Score One for the Troll Patrol

A recent Supreme Court decision could close a Texas-sized legal loophole. SCU Law scholars Brian Love and Colleen Chien offered legal arguments that helped shape the case.

The scenario: A Silicon Valley startup is accused of infringing the patents of a New York company. They sue. Where’s the case heard—California or New York? Try Texas. Until now.

On May 22, 2017, the Supreme Court issued a unanimous decision and reversed a 1990 Federal Circuit ruling allowing patent holders to essentially pick whichever court jurisdiction they believed to be most advantageous to their side of the case. The world of innovation is populated by patent assertion entities (PAEs)—companies that obtain rights to patents to profit by means of licensing or litigation, not making things. They’ve earned the sobriquet “patent trolls.” Their favorite place to litigate: the Eastern District of Texas in the city of Tyler.

Now, any company alleging patent infringement needs to file where the alleged infringer is headquartered or incorporated. That’s the outcome in TC Heartland v. Kraft Foods. SCU scholars Brian Love and Colleen Chien were among the four leaders of an amicus brief signed by 61 law and economics professors arguing for the decision the Supreme Court reached. The group denounced the “rampant forum shopping” that was happening, and urged the court to remedy the “dubious interpretation” that allowed it.
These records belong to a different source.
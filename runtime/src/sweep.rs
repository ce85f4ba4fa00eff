//! The daily lifecycle sweep.
//!
//! [`TransitionSweep::run`] applies the lifecycle state machine to every
//! `Open` study, then every `Close` study, persisting each change on its
//! own. A study that fails is logged and skipped; the rest of the batch
//! still runs. Only one run is ever active: a trigger that arrives while a
//! run is in progress returns [`SweepOutcome::Skipped`] immediately.
//!
//! [`SweepScheduler`] fires the sweep whenever its [`Ticker`] ticks, until
//! shutdown is signalled. Production uses [`DailyTicker`]; tests drive the
//! scheduler by hand.

use crate::StudyEnvironment;
use crate::locks::StudyLocks;
use crate::metrics::SweepMetrics;
use bookclub_core::environment::Clock;
use bookclub_core::lifecycle::{self, StudyTransition};
use bookclub_core::{RepositoryError, StudyId, StudyState};
use chrono::{DateTime, Days, FixedOffset, NaiveDate, NaiveTime, TimeDelta, Utc};
use std::future::Future;
use std::pin::Pin;
use std::sync::Arc;
use std::time::{Duration, Instant};
use tokio::sync::{Mutex, broadcast, mpsc};
use tracing::{debug, error, info, warn};

// ============================================================================
// Sweep
// ============================================================================

/// What one completed run did
#[derive(Clone, Debug, Default, PartialEq, Eq)]
pub struct SweepReport {
    /// Date the run evaluated transitions against
    pub date: Option<NaiveDate>,
    /// Studies moved `Open → Close`
    pub closed: Vec<StudyId>,
    /// Studies moved `Close → End`
    pub ended: Vec<StudyId>,
    /// Studies that could not be processed
    pub failed: Vec<StudyId>,
    /// States whose study list could not be fetched
    pub unfetched: Vec<StudyState>,
}

impl SweepReport {
    fn new(date: NaiveDate) -> Self {
        Self {
            date: Some(date),
            ..Self::default()
        }
    }

    fn record(&mut self, id: StudyId, transition: StudyTransition) {
        match transition {
            StudyTransition::OpenToClose => self.closed.push(id),
            StudyTransition::CloseToEnd => self.ended.push(id),
        }
    }

    /// Total transitions applied
    #[must_use]
    pub fn transitions(&self) -> usize {
        self.closed.len() + self.ended.len()
    }

    /// True when every study was processed
    #[must_use]
    pub fn is_clean(&self) -> bool {
        self.failed.is_empty() && self.unfetched.is_empty()
    }
}

/// Result of a sweep trigger
#[derive(Clone, Debug, PartialEq, Eq)]
pub enum SweepOutcome {
    /// The run finished
    Completed(SweepReport),
    /// Another run was in progress
    Skipped,
}

impl SweepOutcome {
    /// The report of a completed run
    #[must_use]
    pub const fn report(&self) -> Option<&SweepReport> {
        match self {
            Self::Completed(report) => Some(report),
            Self::Skipped => None,
        }
    }

    fn label(&self) -> &'static str {
        match self {
            Self::Completed(report) if report.is_clean() => "completed",
            Self::Completed(_) => "completed_with_failures",
            Self::Skipped => "skipped",
        }
    }
}

/// Applies due lifecycle transitions to every study.
///
/// Clones share one single-flight guard.
#[derive(Clone, Debug)]
pub struct TransitionSweep {
    env: StudyEnvironment,
    locks: Arc<StudyLocks>,
    running: Arc<Mutex<()>>,
}

impl TransitionSweep {
    /// Creates the sweep.
    ///
    /// `locks` must be the registry shared with the request-driven services
    /// so sweep writes never interleave with enrollment writes.
    #[must_use]
    pub fn new(env: StudyEnvironment, locks: Arc<StudyLocks>) -> Self {
        Self {
            env,
            locks,
            running: Arc::new(Mutex::new(())),
        }
    }

    /// True while a run is in progress
    #[must_use]
    pub fn is_running(&self) -> bool {
        self.running.try_lock().is_err()
    }

    /// Runs one sweep against the clock's current date.
    ///
    /// Never fails as a whole; per-study failures are listed in the report.
    #[tracing::instrument(skip(self), name = "transition_sweep")]
    pub async fn run(&self) -> SweepOutcome {
        let started = Instant::now();

        let Ok(_running) = self.running.try_lock() else {
            warn!("Sweep already in progress, skipping trigger");
            let outcome = SweepOutcome::Skipped;
            SweepMetrics::record_run(outcome.label(), started.elapsed());
            return outcome;
        };

        let today = self.env.clock.today();
        let mut report = SweepReport::new(today);

        for state in [StudyState::Open, StudyState::Close] {
            self.sweep_state(state, today, &mut report).await;
        }

        let outcome = SweepOutcome::Completed(report);
        SweepMetrics::record_run(outcome.label(), started.elapsed());

        if let SweepOutcome::Completed(report) = &outcome {
            info!(
                date = %today,
                closed = report.closed.len(),
                ended = report.ended.len(),
                failed = report.failed.len(),
                elapsed_ms = started.elapsed().as_millis(),
                "Sweep completed"
            );
        }
        outcome
    }

    async fn sweep_state(&self, state: StudyState, today: NaiveDate, report: &mut SweepReport) {
        let candidates = match self.env.studies.find_by_state(state).await {
            Ok(studies) => studies,
            Err(e) => {
                error!(state = %state, error = %e, "Failed to fetch studies for sweep");
                report.unfetched.push(state);
                return;
            }
        };

        debug!(state = %state, count = candidates.len(), "Sweeping studies");

        for candidate in candidates {
            let id = candidate.id();
            match self.sweep_one(id, today).await {
                Ok(Some(transition)) => {
                    SweepMetrics::record_transition(transition.to());
                    report.record(id, transition);
                }
                Ok(None) => {}
                Err(e) => {
                    error!(study_id = %id, error = %e, "Failed to transition study");
                    SweepMetrics::record_failure();
                    report.failed.push(id);
                }
            }
        }
    }

    /// Re-reads the study under its lock, then advances and saves it
    async fn sweep_one(
        &self,
        id: StudyId,
        today: NaiveDate,
    ) -> Result<Option<StudyTransition>, RepositoryError> {
        let _study_guard = self.locks.study(id).await;

        let mut study = match self.env.studies.find_by_id(id).await {
            Ok(study) => study,
            Err(RepositoryError::NotFound { .. }) => {
                debug!(study_id = %id, "Study deleted before sweep reached it");
                return Ok(None);
            }
            Err(e) => return Err(e),
        };

        let Some(transition) = lifecycle::advance(&mut study, today) else {
            return Ok(None);
        };

        self.env.studies.save(study).await?;
        info!(study_id = %id, transition = %transition, "Study transitioned");
        Ok(Some(transition))
    }
}

// ============================================================================
// Schedule
// ============================================================================

/// A fixed time of day in a fixed offset
#[derive(Clone, Copy, Debug, PartialEq, Eq)]
pub struct DailySchedule {
    at: NaiveTime,
    offset: FixedOffset,
}

impl DailySchedule {
    /// Fires every day at `at`, read in `offset`
    #[must_use]
    pub const fn new(at: NaiveTime, offset: FixedOffset) -> Self {
        Self { at, offset }
    }

    /// Time of day the schedule fires
    #[must_use]
    pub const fn at(&self) -> NaiveTime {
        self.at
    }

    /// First fire instant strictly after `now`
    #[must_use]
    pub fn next_after(&self, now: DateTime<Utc>) -> DateTime<Utc> {
        let local = now.naive_utc() + TimeDelta::seconds(i64::from(self.offset.local_minus_utc()));
        let today = local.date().and_time(self.at);
        let candidate = if today <= local {
            today + Days::new(1)
        } else {
            today
        };

        let utc = candidate - TimeDelta::seconds(i64::from(self.offset.local_minus_utc()));
        utc.and_utc()
    }
}

/// Source of sweep triggers.
///
/// `tick` resolves at the next trigger, or to `None` once no more triggers
/// will come.
pub trait Ticker: Send + Sync {
    /// Waits for the next trigger
    fn tick(&mut self) -> Pin<Box<dyn Future<Output = Option<DateTime<Utc>>> + Send + '_>>;
}

/// Ticks once a day on tokio timers
pub struct DailyTicker {
    schedule: DailySchedule,
    clock: Arc<dyn Clock>,
    last: Option<DateTime<Utc>>,
}

impl DailyTicker {
    /// Ticker following `schedule`, reading the time from `clock`
    #[must_use]
    pub fn new(schedule: DailySchedule, clock: Arc<dyn Clock>) -> Self {
        Self {
            schedule,
            clock,
            last: None,
        }
    }
}

impl Ticker for DailyTicker {
    fn tick(&mut self) -> Pin<Box<dyn Future<Output = Option<DateTime<Utc>>> + Send + '_>> {
        Box::pin(async move {
            let now = self.clock.now();
            // A timer that wakes slightly early must not fire the same slot twice.
            let from = self.last.map_or(now, |last| last.max(now));
            let next = self.schedule.next_after(from);

            let delay = (next - now).to_std().unwrap_or(Duration::ZERO);
            debug!(next = %next, delay_secs = delay.as_secs(), "Waiting for next sweep");
            tokio::time::sleep(delay).await;

            self.last = Some(next);
            Some(next)
        })
    }
}

// ============================================================================
// Scheduler
// ============================================================================

/// Counts of what a scheduler did before it stopped
#[derive(Clone, Copy, Debug, Default, PartialEq, Eq)]
pub struct SchedulerSummary {
    /// Runs that completed
    pub completed: usize,
    /// Triggers skipped because a run was in progress
    pub skipped: usize,
}

/// Fires the sweep on every tick until shutdown
pub struct SweepScheduler {
    sweep: TransitionSweep,
    ticker: Box<dyn Ticker>,
    shutdown: broadcast::Receiver<()>,
    run_on_start: bool,
    outcomes: Option<mpsc::UnboundedSender<SweepOutcome>>,
}

impl SweepScheduler {
    /// Creates a scheduler.
    ///
    /// It stops when `shutdown` receives a message or its sender is dropped,
    /// or when the ticker runs out.
    #[must_use]
    pub fn new(
        sweep: TransitionSweep,
        ticker: Box<dyn Ticker>,
        shutdown: broadcast::Receiver<()>,
    ) -> Self {
        Self {
            sweep,
            ticker,
            shutdown,
            run_on_start: false,
            outcomes: None,
        }
    }

    /// Also run once immediately on start
    #[must_use]
    pub const fn run_on_start(mut self, enabled: bool) -> Self {
        self.run_on_start = enabled;
        self
    }

    /// Send every outcome to `outcomes`
    #[must_use]
    pub fn with_outcomes(mut self, outcomes: mpsc::UnboundedSender<SweepOutcome>) -> Self {
        self.outcomes = Some(outcomes);
        self
    }

    /// Spawn the scheduler as a background task.
    #[must_use]
    pub fn spawn(self) -> tokio::task::JoinHandle<SchedulerSummary> {
        tokio::spawn(self.run())
    }

    /// Runs until shutdown or until the ticker is exhausted.
    pub async fn run(mut self) -> SchedulerSummary {
        info!(run_on_start = self.run_on_start, "Sweep scheduler started");
        let mut summary = SchedulerSummary::default();

        if self.run_on_start {
            fire(&self.sweep, self.outcomes.as_ref(), &mut summary).await;
        }

        loop {
            let tick = tokio::select! {
                _ = self.shutdown.recv() => {
                    info!("Sweep scheduler received shutdown signal");
                    break;
                }
                tick = self.ticker.tick() => tick,
            };

            let Some(at) = tick else {
                info!("Sweep ticker exhausted");
                break;
            };
            debug!(scheduled_for = %at, "Sweep triggered");
            fire(&self.sweep, self.outcomes.as_ref(), &mut summary).await;
        }

        info!(
            completed = summary.completed,
            skipped = summary.skipped,
            "Sweep scheduler stopped"
        );
        summary
    }
}

async fn fire(
    sweep: &TransitionSweep,
    outcomes: Option<&mpsc::UnboundedSender<SweepOutcome>>,
    summary: &mut SchedulerSummary,
) {
    let outcome = sweep.run().await;
    match outcome {
        SweepOutcome::Completed(_) => summary.completed += 1,
        SweepOutcome::Skipped => summary.skipped += 1,
    }

    if let Some(outcomes) = outcomes {
        // Observer may have gone away; the scheduler keeps running.
        let _ = outcomes.send(outcome);
    }
}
Chien has spent years quantifying the impact of PAEs on small businesses. She also co-authored a study that was cited by both sides in the Heartland case. That study quantifies how drastically case distributions would change should the Supreme Court change the law. Closing the Texas loophole should give relief to 68 percent of small- and medium-sized businesses on the receiving end of patent lawsuits filed there.

Love, an intellectual-property expert and co-director of the High Tech Law Institute, co-authored a study analyzing the reasons PAEs and others flock to this district. His work was cited by U.S. Senator Orrin Hatch, a senior member of the Judiciary Committee, in an op-ed in Wired urging the Supreme Court to decide as it did.

This may not be the end of the matter. “The old law was clearly plaintiff-friendly and encouraged trolls,” Chien notes. “But now, the rules are going to be seen by powerful constituents such as pharmaceutical companies and universities as overly friendly to defendants.”

If these constituents lobby their lawmakers to make it easier to fight such cases in their own home districts, more changes will be afoot.